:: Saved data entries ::
^^^^^^^^
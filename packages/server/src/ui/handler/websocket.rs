//! WebSocket connection handlers.

use std::sync::Arc;

use axum::{
    extract::{
        State,
        ws::{Message, WebSocket, WebSocketUpgrade},
    },
    response::IntoResponse,
};
use futures_util::{
    sink::SinkExt,
    stream::{SplitSink, Stream, StreamExt},
};
use tokio::sync::{mpsc, oneshot};

use crate::{
    domain::ConnectionId, infrastructure::dto::websocket::ClientMessage, ui::state::AppState,
    usecase::MembershipCoordinator,
};

pub async fn websocket_handler(
    ws: WebSocketUpgrade,
    State(state): State<Arc<AppState>>,
) -> impl IntoResponse {
    ws.on_upgrade(move |socket| handle_socket(socket, state))
}

/// Spawns a task that receives frames from the rx channel and pushes them to the WebSocket sender.
///
/// This function handles the outbound flow: frames queued by the `MessagePusher`
/// (unicast or room broadcast) are written to this client's WebSocket connection.
fn pusher_loop(
    mut rx: mpsc::UnboundedReceiver<String>,
    mut sender: SplitSink<WebSocket, Message>,
) -> tokio::task::JoinHandle<()> {
    tokio::spawn(async move {
        while let Some(frame) = rx.recv().await {
            if sender.send(Message::Text(frame.into())).await.is_err() {
                break;
            }
        }
    })
}

/// Dispatch one inbound text frame to the coordinator.
///
/// Frames of a single connection are handled one at a time, in arrival order.
async fn handle_frame(coordinator: &MembershipCoordinator, id: &ConnectionId, text: &str) {
    match serde_json::from_str::<ClientMessage>(text) {
        Ok(ClientMessage::JoinRoom(payload)) => {
            // 失敗は要求元に roomJoinFailed として通知済み
            let _ = coordinator.join_room(id, payload.into()).await;
        }
        Ok(ClientMessage::ChatMessage(payload)) => {
            // 形式不備のメッセージはログのみ
            let _ = coordinator.send_message(id, payload.into()).await;
        }
        Err(e) => {
            tracing::warn!("Dropped unparseable frame from '{}': {}", id, e);
        }
    }
}

/// Reads frames until the client goes away or `stop` fires.
///
/// `stop` is only observed between frames: a frame that has been read is always
/// handled to completion, so a join or a send is never cut off halfway.
async fn receive_loop<S>(
    mut receiver: S,
    mut stop: oneshot::Receiver<()>,
    coordinator: Arc<MembershipCoordinator>,
    id: ConnectionId,
) where
    S: Stream<Item = Result<Message, axum::Error>> + Unpin,
{
    loop {
        let msg = tokio::select! {
            biased;
            msg = receiver.next() => msg,
            _ = &mut stop => break,
        };

        let msg = match msg {
            Some(Ok(msg)) => msg,
            Some(Err(e)) => {
                tracing::warn!("WebSocket error on '{}': {}", id, e);
                break;
            }
            None => break,
        };

        match msg {
            Message::Text(text) => handle_frame(&coordinator, &id, text.as_str()).await,
            Message::Close(_) => {
                tracing::info!("Client '{}' requested close", id);
                break;
            }
            _ => {}
        }
    }
}

async fn handle_socket(socket: WebSocket, state: Arc<AppState>) {
    let connection_id = ConnectionId::generate();

    // Create a channel for this client to receive frames
    let (tx, rx) = mpsc::unbounded_channel();
    if let Err(e) = state.coordinator.connect(connection_id.clone(), tx).await {
        tracing::error!("Failed to register connection: {}", e);
        return;
    }
    tracing::info!("Client '{}' connected", connection_id);

    let (sender, receiver) = socket.split();
    let (stop_tx, stop_rx) = oneshot::channel();

    // Spawn a task to receive frames from this client
    let mut recv_task = tokio::spawn(receive_loop(
        receiver,
        stop_rx,
        state.coordinator.clone(),
        connection_id.clone(),
    ));

    // Spawn a task to push queued frames to this client
    let mut send_task = pusher_loop(rx, sender);

    // The pusher can be aborted at any point. The receiver is asked to stop and
    // finishes the frame it is handling.
    tokio::select! {
        _ = &mut recv_task => send_task.abort(),
        _ = &mut send_task => {
            let _ = stop_tx.send(());
            if let Err(e) = recv_task.await {
                tracing::warn!("Receive task for '{}' failed: {}", connection_id, e);
            }
        }
    };

    match state.coordinator.disconnect(&connection_id).await {
        Ok(Some(room)) => {
            tracing::info!("Client '{}' disconnected from room '{}'", connection_id, room);
        }
        Ok(None) => tracing::info!("Client '{}' disconnected", connection_id),
        Err(e) => tracing::warn!("Failed to disconnect '{}': {}", connection_id, e),
    }
}

#[cfg(test)]
mod tests {
    use super::*;
    use crate::{
        domain::{AccessPolicy, Room, RoomName, RoomRegistry},
        infrastructure::message_pusher::WebSocketMessagePusher,
    };
    use futures_util::stream;

    fn create_coordinator() -> Arc<MembershipCoordinator> {
        let registry = RoomRegistry::new(vec![
            Room::open(RoomName::new("Room 1".to_string()).unwrap()),
            Room {
                name: RoomName::new("Admin Room".to_string()).unwrap(),
                policy: AccessPolicy::plain_secret("aqua"),
            },
        ])
        .unwrap();
        Arc::new(MembershipCoordinator::new(
            registry,
            Arc::new(WebSocketMessagePusher::new()),
        ))
    }

    fn text(json: &str) -> Result<Message, axum::Error> {
        Ok(Message::Text(json.to_string().into()))
    }

    #[tokio::test]
    async fn test_stop_waits_for_frames_already_read() {
        // テスト項目: 停止要求が届いていても、読み込まれたフレームは最後まで処理される
        // given (前提条件):
        let coordinator = create_coordinator();
        let id = ConnectionId::new("conn-a".to_string()).unwrap();
        let (tx, mut rx) = mpsc::unbounded_channel();
        coordinator.connect(id.clone(), tx).await.unwrap();
        let frames = stream::iter(vec![
            text(r#"{"type":"joinRoom","roomName":"Room 1","username":"Alice"}"#),
            text(r#"{"type":"chatMessage","username":"Alice","text":"hi","room":"Room 1"}"#),
        ])
        .chain(stream::pending());
        let (stop_tx, stop_rx) = oneshot::channel();
        stop_tx.send(()).unwrap();

        // when (操作):
        receive_loop(frames, stop_rx, coordinator.clone(), id.clone()).await;

        // then (期待する結果): 入室と送信が完了し、履歴と配信が一致する
        assert_eq!(
            coordinator.members_of("Room 1").await.unwrap(),
            vec![id.clone()]
        );
        let history = coordinator.history_of("Room 1").await.unwrap();
        assert_eq!(history.len(), 1);
        assert_eq!(history[0].text.as_str(), "hi");
        let mut delivered = Vec::new();
        while let Ok(frame) = rx.try_recv() {
            delivered.push(frame);
        }
        assert!(delivered.last().unwrap().contains("\"text\":\"hi\""));
    }

    #[tokio::test]
    async fn test_loop_ends_on_close_frame() {
        // テスト項目: Close フレームを受信するとループが終了し、以降のフレームは処理されない
        // given (前提条件):
        let coordinator = create_coordinator();
        let id = ConnectionId::new("conn-b".to_string()).unwrap();
        let (tx, _rx) = mpsc::unbounded_channel();
        coordinator.connect(id.clone(), tx).await.unwrap();
        let frames = stream::iter(vec![
            Ok(Message::Close(None)),
            text(r#"{"type":"joinRoom","roomName":"Room 1"}"#),
        ]);
        let (_stop_tx, stop_rx) = oneshot::channel();

        // when (操作):
        receive_loop(frames, stop_rx, coordinator.clone(), id).await;

        // then (期待する結果):
        assert!(coordinator.members_of("Room 1").await.unwrap().is_empty());
    }
}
^^^^^^^^
:: What you should do ::
Set every record down again, exactly as given.

:: Solution to this exercise ::
filename packages/server/src/ui/handler/websocket.rs
//! WebSocket connection handlers.

use std::sync::Arc;

use axum::{
    extract::{
        State,
        ws::{Message, WebSocket, WebSocketUpgrade},
    },
    response::IntoResponse,
};
use futures_util::{
    sink::SinkExt,
    stream::{SplitSink, Stream, StreamExt},
};
use tokio::sync::{mpsc, oneshot};

use crate::{
    domain::ConnectionId, infrastructure::dto::websocket::ClientMessage, ui::state::AppState,
    usecase::MembershipCoordinator,
};

pub async fn websocket_handler(
    ws: WebSocketUpgrade,
    State(state): State<Arc<AppState>>,
) -> impl IntoResponse {
    ws.on_upgrade(move |socket| handle_socket(socket, state))
}

/// Spawns a task that receives frames from the rx channel and pushes them to the WebSocket sender.
///
/// This function handles the outbound flow: frames queued by the `MessagePusher`
/// (unicast or room broadcast) are written to this client's WebSocket connection.
fn pusher_loop(
    mut rx: mpsc::UnboundedReceiver<String>,
    mut sender: SplitSink<WebSocket, Message>,
) -> tokio::task::JoinHandle<()> {
    tokio::spawn(async move {
        while let Some(frame) = rx.recv().await {
            if sender.send(Message::Text(frame.into())).await.is_err() {
                break;
            }
        }
    })
}

/// Dispatch one inbound text frame to the coordinator.
///
/// Frames of a single connection are handled one at a time, in arrival order.
async fn handle_frame(coordinator: &MembershipCoordinator, id: &ConnectionId, text: &str) {
    match serde_json::from_str::<ClientMessage>(text) {
        Ok(ClientMessage::JoinRoom(payload)) => {
            // 失敗は要求元に roomJoinFailed として通知済み
            let _ = coordinator.join_room(id, payload.into()).await;
        }
        Ok(ClientMessage::ChatMessage(payload)) => {
            // 形式不備のメッセージはログのみ
            let _ = coordinator.send_message(id, payload.into()).await;
        }
        Err(e) => {
            tracing::warn!("Dropped unparseable frame from '{}': {}", id, e);
        }
    }
}

/// Reads frames until the client goes away or `stop` fires.
///
/// `stop` is only observed between frames: a frame that has been read is always
/// handled to completion, so a join or a send is never cut off halfway.
async fn receive_loop<S>(
    mut receiver: S,
    mut stop: oneshot::Receiver<()>,
    coordinator: Arc<MembershipCoordinator>,
    id: ConnectionId,
) where
    S: Stream<Item = Result<Message, axum::Error>> + Unpin,
{
    loop {
        let msg = tokio::select! {
            biased;
            msg = receiver.next() => msg,
            _ = &mut stop => break,
        };

        let msg = match msg {
            Some(Ok(msg)) => msg,
            Some(Err(e)) => {
                tracing::warn!("WebSocket error on '{}': {}", id, e);
                break;
            }
            None => break,
        };

        match msg {
            Message::Text(text) => handle_frame(&coordinator, &id, text.as_str()).await,
            Message::Close(_) => {
                tracing::info!("Client '{}' requested close", id);
                break;
            }
            _ => {}
        }
    }
}

async fn handle_socket(socket: WebSocket, state: Arc<AppState>) {
    let connection_id = ConnectionId::generate();

    // Create a channel for this client to receive frames
    let (tx, rx) = mpsc::unbounded_channel();
    if let Err(e) = state.coordinator.connect(connection_id.clone(), tx).await {
        tracing::error!("Failed to register connection: {}", e);
        return;
    }
    tracing::info!("Client '{}' connected", connection_id);

    let (sender, receiver) = socket.split();
    let (stop_tx, stop_rx) = oneshot::channel();

    // Spawn a task to receive frames from this client
    let mut recv_task = tokio::spawn(receive_loop(
        receiver,
        stop_rx,
        state.coordinator.clone(),
        connection_id.clone(),
    ));

    // Spawn a task to push queued frames to this client
    let mut send_task = pusher_loop(rx, sender);

    // The pusher can be aborted at any point. The receiver is asked to stop and
    // finishes the frame it is handling.
    tokio::select! {
        _ = &mut recv_task => send_task.abort(),
        _ = &mut send_task => {
            let _ = stop_tx.send(());
            if let Err(e) = recv_task.await {
                tracing::warn!("Receive task for '{}' failed: {}", connection_id, e);
            }
        }
    };

    match state.coordinator.disconnect(&connection_id).await {
        Ok(Some(room)) => {
            tracing::info!("Client '{}' disconnected from room '{}'", connection_id, room);
        }
        Ok(None) => tracing::info!("Client '{}' disconnected", connection_id),
        Err(e) => tracing::warn!("Failed to disconnect '{}': {}", connection_id, e),
    }
}

#[cfg(test)]
mod tests {
    use super::*;
    use crate::{
        domain::{AccessPolicy, Room, RoomName, RoomRegistry},
        infrastructure::message_pusher::WebSocketMessagePusher,
    };
    use futures_util::stream;

    fn create_coordinator() -> Arc<MembershipCoordinator> {
        let registry = RoomRegistry::new(vec![
            Room::open(RoomName::new("Room 1".to_string()).unwrap()),
            Room {
                name: RoomName::new("Admin Room".to_string()).unwrap(),
                policy: AccessPolicy::plain_secret("aqua"),
            },
        ])
        .unwrap();
        Arc::new(MembershipCoordinator::new(
            registry,
            Arc::new(WebSocketMessagePusher::new()),
        ))
    }

    fn text(json: &str) -> Result<Message, axum::Error> {
        Ok(Message::Text(json.to_string().into()))
    }

    #[tokio::test]
    async fn test_stop_waits_for_frames_already_read() {
        // テスト項目: 停止要求が届いていても、読み込まれたフレームは最後まで処理される
        // given (前提条件):
        let coordinator = create_coordinator();
        let id = ConnectionId::new("conn-a".to_string()).unwrap();
        let (tx, mut rx) = mpsc::unbounded_channel();
        coordinator.connect(id.clone(), tx).await.unwrap();
        let frames = stream::iter(vec![
            text(r#"{"type":"joinRoom","roomName":"Room 1","username":"Alice"}"#),
            text(r#"{"type":"chatMessage","username":"Alice","text":"hi","room":"Room 1"}"#),
        ])
        .chain(stream::pending());
        let (stop_tx, stop_rx) = oneshot::channel();
        stop_tx.send(()).unwrap();

        // when (操作):
        receive_loop(frames, stop_rx, coordinator.clone(), id.clone()).await;

        // then (期待する結果): 入室と送信が完了し、履歴と配信が一致する
        assert_eq!(
            coordinator.members_of("Room 1").await.unwrap(),
            vec![id.clone()]
        );
        let history = coordinator.history_of("Room 1").await.unwrap();
        assert_eq!(history.len(), 1);
        assert_eq!(history[0].text.as_str(), "hi");
        let mut delivered = Vec::new();
        while let Ok(frame) = rx.try_recv() {
            delivered.push(frame);
        }
        assert!(delivered.last().unwrap().contains("\"text\":\"hi\""));
    }

    #[tokio::test]
    async fn test_loop_ends_on_close_frame() {
        // テスト項目: Close フレームを受信するとループが終了し、以降のフレームは処理されない
        // given (前提条件):
        let coordinator = create_coordinator();
        let id = ConnectionId::new("conn-b".to_string()).unwrap();
        let (tx, _rx) = mpsc::unbounded_channel();
        coordinator.connect(id.clone(), tx).await.unwrap();
        let frames = stream::iter(vec![
            Ok(Message::Close(None)),
            text(r#"{"type":"joinRoom","roomName":"Room 1"}"#),
        ]);
        let (_stop_tx, stop_rx) = oneshot::channel();

        // when (操作):
        receive_loop(frames, stop_rx, coordinator.clone(), id).await;

        // then (期待する結果):
        assert!(coordinator.members_of("Room 1").await.unwrap().is_empty());
    }
}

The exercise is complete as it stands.